[WHAT YOU ARE ASKED TO DO] Copy the lines exactly as they appear, starting with the first line of the records and ending with the line that contains "kind and the".

━━━ INFORMATION SHOWN

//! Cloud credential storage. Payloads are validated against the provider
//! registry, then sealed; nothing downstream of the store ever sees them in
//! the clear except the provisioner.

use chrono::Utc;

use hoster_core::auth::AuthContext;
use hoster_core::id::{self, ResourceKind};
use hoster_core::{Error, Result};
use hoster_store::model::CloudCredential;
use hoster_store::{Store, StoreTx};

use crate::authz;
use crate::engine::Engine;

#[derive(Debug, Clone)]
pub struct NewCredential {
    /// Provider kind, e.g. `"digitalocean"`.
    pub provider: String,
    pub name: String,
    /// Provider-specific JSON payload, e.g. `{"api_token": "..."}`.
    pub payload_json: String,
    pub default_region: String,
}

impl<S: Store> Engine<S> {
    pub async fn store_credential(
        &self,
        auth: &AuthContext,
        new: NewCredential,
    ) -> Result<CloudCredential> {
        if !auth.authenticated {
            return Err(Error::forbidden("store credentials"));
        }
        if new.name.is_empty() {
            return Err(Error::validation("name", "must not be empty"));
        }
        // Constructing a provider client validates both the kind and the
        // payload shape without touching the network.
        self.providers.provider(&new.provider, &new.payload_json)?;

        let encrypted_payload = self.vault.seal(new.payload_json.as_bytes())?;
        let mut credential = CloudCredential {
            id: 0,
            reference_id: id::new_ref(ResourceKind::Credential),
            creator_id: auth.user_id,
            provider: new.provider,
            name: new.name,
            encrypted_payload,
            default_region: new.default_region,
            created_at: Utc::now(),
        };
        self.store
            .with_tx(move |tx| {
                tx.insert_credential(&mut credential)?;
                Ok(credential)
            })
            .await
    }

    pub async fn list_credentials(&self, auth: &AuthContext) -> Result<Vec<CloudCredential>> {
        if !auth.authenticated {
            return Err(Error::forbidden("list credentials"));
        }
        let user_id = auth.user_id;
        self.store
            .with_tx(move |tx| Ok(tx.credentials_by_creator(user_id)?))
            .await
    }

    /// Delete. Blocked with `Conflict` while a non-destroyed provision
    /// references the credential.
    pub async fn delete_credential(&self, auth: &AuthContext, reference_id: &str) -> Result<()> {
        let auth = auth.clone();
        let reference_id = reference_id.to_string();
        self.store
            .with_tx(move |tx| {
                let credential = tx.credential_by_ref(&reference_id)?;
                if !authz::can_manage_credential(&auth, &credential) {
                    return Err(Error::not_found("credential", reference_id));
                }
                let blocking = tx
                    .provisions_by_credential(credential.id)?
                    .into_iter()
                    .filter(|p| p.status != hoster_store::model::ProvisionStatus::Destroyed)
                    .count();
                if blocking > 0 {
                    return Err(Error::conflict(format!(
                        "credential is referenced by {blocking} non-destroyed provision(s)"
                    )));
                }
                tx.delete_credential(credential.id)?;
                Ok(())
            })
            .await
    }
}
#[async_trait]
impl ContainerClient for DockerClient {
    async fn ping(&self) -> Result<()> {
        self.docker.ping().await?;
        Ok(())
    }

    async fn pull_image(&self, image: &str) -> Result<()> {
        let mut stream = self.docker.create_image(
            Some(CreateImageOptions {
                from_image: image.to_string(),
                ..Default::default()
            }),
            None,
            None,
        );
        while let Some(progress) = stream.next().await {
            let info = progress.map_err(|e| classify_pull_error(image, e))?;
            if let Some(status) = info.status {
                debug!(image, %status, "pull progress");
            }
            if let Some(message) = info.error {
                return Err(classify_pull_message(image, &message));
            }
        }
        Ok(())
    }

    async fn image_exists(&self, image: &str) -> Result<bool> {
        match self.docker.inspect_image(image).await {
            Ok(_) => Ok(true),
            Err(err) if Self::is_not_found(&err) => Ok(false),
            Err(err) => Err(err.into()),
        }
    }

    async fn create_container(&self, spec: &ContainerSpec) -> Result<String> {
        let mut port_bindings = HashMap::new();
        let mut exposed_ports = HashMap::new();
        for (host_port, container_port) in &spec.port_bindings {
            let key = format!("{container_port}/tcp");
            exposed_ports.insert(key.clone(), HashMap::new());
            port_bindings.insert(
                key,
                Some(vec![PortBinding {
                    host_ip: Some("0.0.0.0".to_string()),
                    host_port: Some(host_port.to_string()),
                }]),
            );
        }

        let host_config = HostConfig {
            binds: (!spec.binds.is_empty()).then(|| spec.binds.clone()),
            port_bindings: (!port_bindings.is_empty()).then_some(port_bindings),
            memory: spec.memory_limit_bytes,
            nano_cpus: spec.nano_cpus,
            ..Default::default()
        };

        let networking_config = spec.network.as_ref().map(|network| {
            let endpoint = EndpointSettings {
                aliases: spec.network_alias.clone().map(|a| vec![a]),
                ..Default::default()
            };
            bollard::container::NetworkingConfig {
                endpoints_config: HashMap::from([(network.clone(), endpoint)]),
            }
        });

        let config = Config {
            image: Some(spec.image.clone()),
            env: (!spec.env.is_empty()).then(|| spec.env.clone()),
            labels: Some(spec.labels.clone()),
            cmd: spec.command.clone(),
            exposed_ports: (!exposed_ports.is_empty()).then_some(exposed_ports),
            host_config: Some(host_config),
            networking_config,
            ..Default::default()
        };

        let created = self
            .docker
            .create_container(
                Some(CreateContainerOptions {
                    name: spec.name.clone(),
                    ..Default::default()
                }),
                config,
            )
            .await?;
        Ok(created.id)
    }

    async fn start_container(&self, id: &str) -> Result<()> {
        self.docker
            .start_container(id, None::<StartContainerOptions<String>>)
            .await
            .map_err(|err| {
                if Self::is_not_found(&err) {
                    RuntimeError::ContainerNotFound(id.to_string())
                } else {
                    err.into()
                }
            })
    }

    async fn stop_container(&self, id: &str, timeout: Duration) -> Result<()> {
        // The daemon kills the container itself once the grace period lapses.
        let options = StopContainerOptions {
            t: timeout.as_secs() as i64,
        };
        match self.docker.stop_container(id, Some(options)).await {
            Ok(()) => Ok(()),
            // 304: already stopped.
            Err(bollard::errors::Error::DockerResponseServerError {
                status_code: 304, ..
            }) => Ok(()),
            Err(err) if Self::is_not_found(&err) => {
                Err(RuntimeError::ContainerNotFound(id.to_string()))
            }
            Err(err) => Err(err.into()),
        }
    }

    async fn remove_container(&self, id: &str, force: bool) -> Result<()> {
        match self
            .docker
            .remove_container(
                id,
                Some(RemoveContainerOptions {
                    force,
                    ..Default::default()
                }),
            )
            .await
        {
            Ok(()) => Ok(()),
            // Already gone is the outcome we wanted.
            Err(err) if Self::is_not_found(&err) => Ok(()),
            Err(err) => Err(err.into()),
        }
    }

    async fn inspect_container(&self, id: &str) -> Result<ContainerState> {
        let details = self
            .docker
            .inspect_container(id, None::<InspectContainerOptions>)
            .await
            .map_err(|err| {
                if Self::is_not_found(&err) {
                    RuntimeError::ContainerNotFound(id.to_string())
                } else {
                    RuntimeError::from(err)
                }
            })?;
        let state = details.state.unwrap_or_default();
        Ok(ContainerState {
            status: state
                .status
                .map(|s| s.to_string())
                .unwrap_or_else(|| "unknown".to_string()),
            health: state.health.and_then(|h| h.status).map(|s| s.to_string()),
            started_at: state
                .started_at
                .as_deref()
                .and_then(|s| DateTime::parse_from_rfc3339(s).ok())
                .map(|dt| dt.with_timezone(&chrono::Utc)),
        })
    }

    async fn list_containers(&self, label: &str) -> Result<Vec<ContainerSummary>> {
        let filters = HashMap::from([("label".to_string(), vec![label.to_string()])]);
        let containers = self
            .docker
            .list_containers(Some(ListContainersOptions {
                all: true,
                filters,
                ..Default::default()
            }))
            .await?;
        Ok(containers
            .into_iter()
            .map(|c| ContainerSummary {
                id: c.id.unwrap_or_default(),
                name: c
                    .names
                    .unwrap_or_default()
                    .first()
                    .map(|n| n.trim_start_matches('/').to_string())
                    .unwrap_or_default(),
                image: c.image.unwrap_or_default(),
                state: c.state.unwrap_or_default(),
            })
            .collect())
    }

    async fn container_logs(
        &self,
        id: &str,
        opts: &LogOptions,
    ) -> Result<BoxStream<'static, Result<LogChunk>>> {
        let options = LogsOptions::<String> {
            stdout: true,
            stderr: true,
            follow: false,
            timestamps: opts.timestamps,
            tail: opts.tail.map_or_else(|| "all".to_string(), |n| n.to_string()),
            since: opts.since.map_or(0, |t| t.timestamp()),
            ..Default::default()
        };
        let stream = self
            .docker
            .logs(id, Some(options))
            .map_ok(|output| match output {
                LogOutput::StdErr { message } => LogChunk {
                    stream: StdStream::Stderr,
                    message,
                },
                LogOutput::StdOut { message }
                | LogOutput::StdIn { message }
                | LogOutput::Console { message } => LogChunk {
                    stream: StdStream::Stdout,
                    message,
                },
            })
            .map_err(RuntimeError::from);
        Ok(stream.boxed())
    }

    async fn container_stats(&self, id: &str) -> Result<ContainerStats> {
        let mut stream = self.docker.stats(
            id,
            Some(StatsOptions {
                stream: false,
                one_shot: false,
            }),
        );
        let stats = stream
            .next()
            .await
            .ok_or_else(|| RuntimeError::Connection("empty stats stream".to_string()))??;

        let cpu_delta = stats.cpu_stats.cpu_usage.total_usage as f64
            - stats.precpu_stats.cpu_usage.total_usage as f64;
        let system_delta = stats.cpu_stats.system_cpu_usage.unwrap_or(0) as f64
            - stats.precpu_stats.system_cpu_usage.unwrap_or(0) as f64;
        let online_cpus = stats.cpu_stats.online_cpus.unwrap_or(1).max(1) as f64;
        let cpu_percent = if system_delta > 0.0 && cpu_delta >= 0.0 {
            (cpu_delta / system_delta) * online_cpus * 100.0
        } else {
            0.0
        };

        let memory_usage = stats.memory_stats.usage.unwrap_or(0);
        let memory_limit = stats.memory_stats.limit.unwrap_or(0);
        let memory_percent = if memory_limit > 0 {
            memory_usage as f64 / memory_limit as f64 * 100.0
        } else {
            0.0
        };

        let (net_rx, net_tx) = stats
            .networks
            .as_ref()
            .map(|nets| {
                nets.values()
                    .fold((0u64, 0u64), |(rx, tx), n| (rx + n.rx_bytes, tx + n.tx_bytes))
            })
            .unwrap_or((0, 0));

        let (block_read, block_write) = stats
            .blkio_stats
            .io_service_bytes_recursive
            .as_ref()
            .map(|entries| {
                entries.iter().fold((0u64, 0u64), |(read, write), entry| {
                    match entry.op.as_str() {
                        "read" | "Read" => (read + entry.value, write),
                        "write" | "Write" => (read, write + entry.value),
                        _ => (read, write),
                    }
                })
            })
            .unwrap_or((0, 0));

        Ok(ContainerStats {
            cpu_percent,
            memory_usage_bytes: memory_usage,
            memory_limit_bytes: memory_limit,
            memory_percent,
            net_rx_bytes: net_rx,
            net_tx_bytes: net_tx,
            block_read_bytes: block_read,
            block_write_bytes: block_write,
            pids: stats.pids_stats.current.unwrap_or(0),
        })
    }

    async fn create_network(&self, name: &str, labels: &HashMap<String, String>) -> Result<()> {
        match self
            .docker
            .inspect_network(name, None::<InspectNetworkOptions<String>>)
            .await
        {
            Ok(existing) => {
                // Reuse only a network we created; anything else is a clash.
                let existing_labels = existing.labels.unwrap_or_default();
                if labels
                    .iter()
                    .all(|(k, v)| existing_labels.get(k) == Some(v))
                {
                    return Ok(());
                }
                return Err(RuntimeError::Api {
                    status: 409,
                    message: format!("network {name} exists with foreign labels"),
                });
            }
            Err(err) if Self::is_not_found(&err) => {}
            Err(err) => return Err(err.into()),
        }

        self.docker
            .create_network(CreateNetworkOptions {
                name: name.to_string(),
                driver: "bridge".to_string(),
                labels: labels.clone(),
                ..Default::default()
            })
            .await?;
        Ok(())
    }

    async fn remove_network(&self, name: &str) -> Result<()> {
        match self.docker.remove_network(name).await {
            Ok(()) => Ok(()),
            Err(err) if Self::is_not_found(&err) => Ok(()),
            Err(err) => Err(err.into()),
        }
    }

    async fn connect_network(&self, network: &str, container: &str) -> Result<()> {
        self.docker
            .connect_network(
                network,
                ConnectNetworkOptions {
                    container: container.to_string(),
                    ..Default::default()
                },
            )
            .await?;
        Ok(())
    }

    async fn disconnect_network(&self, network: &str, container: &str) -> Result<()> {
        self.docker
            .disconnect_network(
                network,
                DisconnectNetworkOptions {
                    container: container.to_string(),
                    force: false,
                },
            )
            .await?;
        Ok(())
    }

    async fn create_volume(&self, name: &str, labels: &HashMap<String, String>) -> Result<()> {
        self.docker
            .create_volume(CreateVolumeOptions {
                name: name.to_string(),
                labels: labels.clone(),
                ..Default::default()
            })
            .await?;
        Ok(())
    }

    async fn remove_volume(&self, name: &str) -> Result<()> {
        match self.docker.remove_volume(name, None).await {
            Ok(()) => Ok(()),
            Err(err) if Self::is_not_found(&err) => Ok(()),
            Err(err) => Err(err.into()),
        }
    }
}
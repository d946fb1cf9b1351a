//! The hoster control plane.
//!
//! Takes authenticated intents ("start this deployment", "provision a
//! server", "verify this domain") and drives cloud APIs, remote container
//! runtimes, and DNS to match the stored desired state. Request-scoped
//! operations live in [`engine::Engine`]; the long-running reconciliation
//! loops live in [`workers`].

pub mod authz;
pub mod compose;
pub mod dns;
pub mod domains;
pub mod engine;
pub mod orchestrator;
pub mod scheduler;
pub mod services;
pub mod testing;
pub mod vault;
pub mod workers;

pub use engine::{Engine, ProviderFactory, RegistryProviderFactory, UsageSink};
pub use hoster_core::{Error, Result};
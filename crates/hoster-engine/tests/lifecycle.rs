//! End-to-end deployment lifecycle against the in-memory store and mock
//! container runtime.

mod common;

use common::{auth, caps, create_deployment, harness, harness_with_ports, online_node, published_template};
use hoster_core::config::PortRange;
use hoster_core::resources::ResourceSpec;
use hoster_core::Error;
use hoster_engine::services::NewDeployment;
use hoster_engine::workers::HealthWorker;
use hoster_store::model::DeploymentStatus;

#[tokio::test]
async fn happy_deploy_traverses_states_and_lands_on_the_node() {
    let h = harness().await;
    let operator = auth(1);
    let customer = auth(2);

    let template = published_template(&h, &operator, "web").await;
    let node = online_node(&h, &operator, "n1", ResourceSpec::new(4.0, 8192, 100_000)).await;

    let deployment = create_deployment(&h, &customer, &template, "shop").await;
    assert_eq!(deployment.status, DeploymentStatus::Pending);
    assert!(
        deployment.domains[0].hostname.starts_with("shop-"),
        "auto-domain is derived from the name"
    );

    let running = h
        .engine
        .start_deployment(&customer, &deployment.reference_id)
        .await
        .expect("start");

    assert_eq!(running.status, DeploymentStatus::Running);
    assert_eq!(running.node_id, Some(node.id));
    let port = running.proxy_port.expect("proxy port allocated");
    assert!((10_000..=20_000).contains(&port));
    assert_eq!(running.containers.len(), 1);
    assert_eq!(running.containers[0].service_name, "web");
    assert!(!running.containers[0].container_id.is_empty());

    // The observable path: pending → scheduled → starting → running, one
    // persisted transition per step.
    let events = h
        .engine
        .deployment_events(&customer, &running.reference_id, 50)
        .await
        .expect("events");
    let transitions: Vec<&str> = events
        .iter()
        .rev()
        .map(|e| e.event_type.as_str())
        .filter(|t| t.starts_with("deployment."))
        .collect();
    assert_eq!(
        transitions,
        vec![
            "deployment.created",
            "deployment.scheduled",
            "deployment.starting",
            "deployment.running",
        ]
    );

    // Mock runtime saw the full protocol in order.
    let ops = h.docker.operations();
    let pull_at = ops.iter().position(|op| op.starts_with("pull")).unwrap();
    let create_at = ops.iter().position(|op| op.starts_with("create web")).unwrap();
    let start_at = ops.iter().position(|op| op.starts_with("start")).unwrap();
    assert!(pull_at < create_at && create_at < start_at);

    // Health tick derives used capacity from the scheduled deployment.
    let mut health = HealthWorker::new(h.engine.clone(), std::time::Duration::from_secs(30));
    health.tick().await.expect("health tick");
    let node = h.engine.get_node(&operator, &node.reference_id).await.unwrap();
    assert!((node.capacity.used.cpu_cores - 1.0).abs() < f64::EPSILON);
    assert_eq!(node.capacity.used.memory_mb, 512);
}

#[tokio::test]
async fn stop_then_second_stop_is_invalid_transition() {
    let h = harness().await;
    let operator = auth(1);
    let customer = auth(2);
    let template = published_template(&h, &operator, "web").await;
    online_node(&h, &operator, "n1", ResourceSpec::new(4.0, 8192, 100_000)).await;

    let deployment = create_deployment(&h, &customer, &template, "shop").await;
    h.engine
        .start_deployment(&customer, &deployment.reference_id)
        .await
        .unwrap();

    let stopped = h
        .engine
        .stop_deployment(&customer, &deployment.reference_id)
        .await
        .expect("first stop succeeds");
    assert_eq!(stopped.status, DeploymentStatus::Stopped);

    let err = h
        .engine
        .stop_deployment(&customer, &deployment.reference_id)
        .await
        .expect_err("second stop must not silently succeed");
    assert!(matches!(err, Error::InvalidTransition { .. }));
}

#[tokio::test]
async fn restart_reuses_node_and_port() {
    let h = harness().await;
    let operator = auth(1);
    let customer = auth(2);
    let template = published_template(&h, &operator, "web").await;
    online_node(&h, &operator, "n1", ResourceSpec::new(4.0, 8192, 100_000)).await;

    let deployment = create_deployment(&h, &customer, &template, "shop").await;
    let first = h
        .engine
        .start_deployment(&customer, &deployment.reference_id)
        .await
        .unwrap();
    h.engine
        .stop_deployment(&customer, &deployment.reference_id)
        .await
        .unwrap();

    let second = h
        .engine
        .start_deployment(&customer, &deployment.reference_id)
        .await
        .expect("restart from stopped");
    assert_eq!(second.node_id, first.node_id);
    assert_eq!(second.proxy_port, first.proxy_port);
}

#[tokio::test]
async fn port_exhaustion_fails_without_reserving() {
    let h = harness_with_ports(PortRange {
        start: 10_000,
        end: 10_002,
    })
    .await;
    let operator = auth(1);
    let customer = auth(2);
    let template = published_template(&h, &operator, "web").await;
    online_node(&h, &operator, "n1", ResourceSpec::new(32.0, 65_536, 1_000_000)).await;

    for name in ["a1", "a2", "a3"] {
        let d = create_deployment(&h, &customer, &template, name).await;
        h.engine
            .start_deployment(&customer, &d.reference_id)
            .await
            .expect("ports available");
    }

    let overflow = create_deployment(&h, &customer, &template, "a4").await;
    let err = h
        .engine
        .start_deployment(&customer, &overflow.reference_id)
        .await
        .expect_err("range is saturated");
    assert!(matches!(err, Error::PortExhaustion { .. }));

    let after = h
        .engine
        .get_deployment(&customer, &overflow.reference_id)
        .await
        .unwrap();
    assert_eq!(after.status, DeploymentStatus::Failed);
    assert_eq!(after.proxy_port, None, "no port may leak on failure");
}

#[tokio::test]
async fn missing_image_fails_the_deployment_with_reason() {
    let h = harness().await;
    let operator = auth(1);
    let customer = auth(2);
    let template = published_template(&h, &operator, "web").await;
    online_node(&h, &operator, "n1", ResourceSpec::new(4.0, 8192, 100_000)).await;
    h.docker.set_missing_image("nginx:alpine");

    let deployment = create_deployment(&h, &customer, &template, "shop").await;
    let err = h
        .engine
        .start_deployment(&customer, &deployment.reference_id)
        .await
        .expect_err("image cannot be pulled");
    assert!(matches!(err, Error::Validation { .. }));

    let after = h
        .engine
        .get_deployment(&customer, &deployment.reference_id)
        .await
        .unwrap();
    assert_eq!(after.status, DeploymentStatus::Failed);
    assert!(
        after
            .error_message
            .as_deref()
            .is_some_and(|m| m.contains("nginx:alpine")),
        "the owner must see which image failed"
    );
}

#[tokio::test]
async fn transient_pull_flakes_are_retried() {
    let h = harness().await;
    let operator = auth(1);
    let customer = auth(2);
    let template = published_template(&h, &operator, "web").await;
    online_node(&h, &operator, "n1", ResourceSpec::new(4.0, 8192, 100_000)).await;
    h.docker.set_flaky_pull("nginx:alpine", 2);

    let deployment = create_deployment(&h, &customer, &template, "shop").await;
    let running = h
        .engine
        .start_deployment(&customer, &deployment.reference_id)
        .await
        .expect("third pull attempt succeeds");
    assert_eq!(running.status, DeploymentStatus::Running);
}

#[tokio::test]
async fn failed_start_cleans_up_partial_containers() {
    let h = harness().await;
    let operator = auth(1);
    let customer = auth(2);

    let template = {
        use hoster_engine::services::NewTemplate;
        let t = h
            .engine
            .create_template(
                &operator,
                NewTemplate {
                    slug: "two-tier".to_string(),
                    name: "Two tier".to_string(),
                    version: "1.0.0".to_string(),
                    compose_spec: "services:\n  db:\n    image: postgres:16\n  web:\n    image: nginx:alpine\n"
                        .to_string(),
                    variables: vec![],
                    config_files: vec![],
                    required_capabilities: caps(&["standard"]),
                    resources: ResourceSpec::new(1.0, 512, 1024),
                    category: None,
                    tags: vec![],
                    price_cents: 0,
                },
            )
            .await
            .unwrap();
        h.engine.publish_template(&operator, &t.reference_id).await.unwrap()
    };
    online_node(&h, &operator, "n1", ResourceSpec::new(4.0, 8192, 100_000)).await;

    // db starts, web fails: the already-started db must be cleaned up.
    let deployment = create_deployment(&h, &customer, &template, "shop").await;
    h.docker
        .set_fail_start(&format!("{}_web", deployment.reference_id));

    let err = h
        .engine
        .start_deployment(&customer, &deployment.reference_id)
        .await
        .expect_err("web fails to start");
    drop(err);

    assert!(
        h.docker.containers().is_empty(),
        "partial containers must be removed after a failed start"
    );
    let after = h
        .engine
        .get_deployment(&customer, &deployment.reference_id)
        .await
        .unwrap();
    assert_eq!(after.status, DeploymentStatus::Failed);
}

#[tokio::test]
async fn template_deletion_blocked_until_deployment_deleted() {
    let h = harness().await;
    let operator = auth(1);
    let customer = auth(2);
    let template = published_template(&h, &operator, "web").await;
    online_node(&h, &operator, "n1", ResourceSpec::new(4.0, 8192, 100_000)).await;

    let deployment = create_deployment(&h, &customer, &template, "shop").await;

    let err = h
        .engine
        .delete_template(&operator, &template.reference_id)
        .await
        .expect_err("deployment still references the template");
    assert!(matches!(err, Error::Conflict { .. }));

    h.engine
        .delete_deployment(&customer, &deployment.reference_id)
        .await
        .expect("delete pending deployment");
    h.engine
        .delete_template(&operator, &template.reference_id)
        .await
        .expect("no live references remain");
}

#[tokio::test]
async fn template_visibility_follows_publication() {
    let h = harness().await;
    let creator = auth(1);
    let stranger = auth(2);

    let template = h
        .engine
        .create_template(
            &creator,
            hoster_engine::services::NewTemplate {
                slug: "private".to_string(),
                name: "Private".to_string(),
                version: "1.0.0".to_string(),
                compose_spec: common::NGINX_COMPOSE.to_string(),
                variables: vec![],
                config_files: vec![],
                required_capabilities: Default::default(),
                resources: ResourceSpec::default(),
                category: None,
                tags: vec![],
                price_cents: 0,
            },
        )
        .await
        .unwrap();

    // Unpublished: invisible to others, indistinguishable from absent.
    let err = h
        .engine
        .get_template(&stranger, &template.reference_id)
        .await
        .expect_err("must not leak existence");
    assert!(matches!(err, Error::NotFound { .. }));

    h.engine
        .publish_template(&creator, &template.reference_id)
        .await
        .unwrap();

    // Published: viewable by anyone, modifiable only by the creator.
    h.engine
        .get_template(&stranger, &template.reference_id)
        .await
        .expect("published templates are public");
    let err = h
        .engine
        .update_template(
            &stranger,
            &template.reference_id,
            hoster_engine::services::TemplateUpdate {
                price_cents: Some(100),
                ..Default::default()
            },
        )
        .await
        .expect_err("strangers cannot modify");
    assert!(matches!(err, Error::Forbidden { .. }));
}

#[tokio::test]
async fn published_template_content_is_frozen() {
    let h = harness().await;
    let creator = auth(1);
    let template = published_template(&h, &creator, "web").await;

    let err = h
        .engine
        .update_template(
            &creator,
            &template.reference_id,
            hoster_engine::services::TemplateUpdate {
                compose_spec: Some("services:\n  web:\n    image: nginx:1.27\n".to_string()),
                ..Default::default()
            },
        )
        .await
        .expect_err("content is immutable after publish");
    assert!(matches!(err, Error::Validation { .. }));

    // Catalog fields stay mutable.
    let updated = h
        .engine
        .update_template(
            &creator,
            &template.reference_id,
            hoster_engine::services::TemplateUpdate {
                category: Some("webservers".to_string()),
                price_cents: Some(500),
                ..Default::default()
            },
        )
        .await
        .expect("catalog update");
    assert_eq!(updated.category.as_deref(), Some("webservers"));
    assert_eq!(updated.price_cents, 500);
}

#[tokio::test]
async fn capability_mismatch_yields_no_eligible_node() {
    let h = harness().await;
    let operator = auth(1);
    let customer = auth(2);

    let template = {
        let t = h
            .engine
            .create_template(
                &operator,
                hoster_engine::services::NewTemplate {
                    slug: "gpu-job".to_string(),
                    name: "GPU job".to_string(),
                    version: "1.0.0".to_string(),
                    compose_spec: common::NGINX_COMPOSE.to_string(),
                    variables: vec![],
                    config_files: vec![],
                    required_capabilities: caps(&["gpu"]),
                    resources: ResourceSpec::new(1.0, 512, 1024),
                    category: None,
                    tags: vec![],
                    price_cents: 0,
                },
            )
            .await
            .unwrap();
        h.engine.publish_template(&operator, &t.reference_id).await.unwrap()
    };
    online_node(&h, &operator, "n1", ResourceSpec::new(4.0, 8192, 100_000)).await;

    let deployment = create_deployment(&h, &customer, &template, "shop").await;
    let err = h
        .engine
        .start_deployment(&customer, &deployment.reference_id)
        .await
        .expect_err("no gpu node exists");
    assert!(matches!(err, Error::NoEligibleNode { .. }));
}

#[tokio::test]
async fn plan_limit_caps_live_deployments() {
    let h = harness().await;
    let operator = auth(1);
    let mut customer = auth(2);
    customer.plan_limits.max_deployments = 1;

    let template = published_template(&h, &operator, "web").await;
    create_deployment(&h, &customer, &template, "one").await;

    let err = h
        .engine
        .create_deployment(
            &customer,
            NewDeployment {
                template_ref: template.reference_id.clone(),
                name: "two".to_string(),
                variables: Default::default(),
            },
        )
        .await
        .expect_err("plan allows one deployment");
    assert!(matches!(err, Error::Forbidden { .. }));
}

━━━━━━

[YOUR SOLUTION]
//! Cloud credential storage. Payloads are validated against the provider
//! registry, then sealed; nothing downstream of the store ever sees them in
//! the clear except the provisioner.

use chrono::Utc;

use hoster_core::auth::AuthContext;
use hoster_core::id::{self, ResourceKind};
use hoster_core::{Error, Result};
use hoster_store::model::CloudCredential;
use hoster_store::{Store, StoreTx};

use crate::authz;
use crate::engine::Engine;

#[derive(Debug, Clone)]
pub struct NewCredential {
    /// Provider kind, e.g. `"digitalocean"`.
    pub provider: String,
    pub name: String,
    /// Provider-specific JSON payload, e.g. `{"api_token": "..."}`.
    pub payload_json: String,
    pub default_region: String,
}

impl<S: Store> Engine<S> {
    pub async fn store_credential(
        &self,
        auth: &AuthContext,
        new: NewCredential,
    ) -> Result<CloudCredential> {
        if !auth.authenticated {
            return Err(Error::forbidden("store credentials"));
        }
        if new.name.is_empty() {
            return Err(Error::validation("name", "must not be empty"));
        }
        // Constructing a provider client validates both the kind and the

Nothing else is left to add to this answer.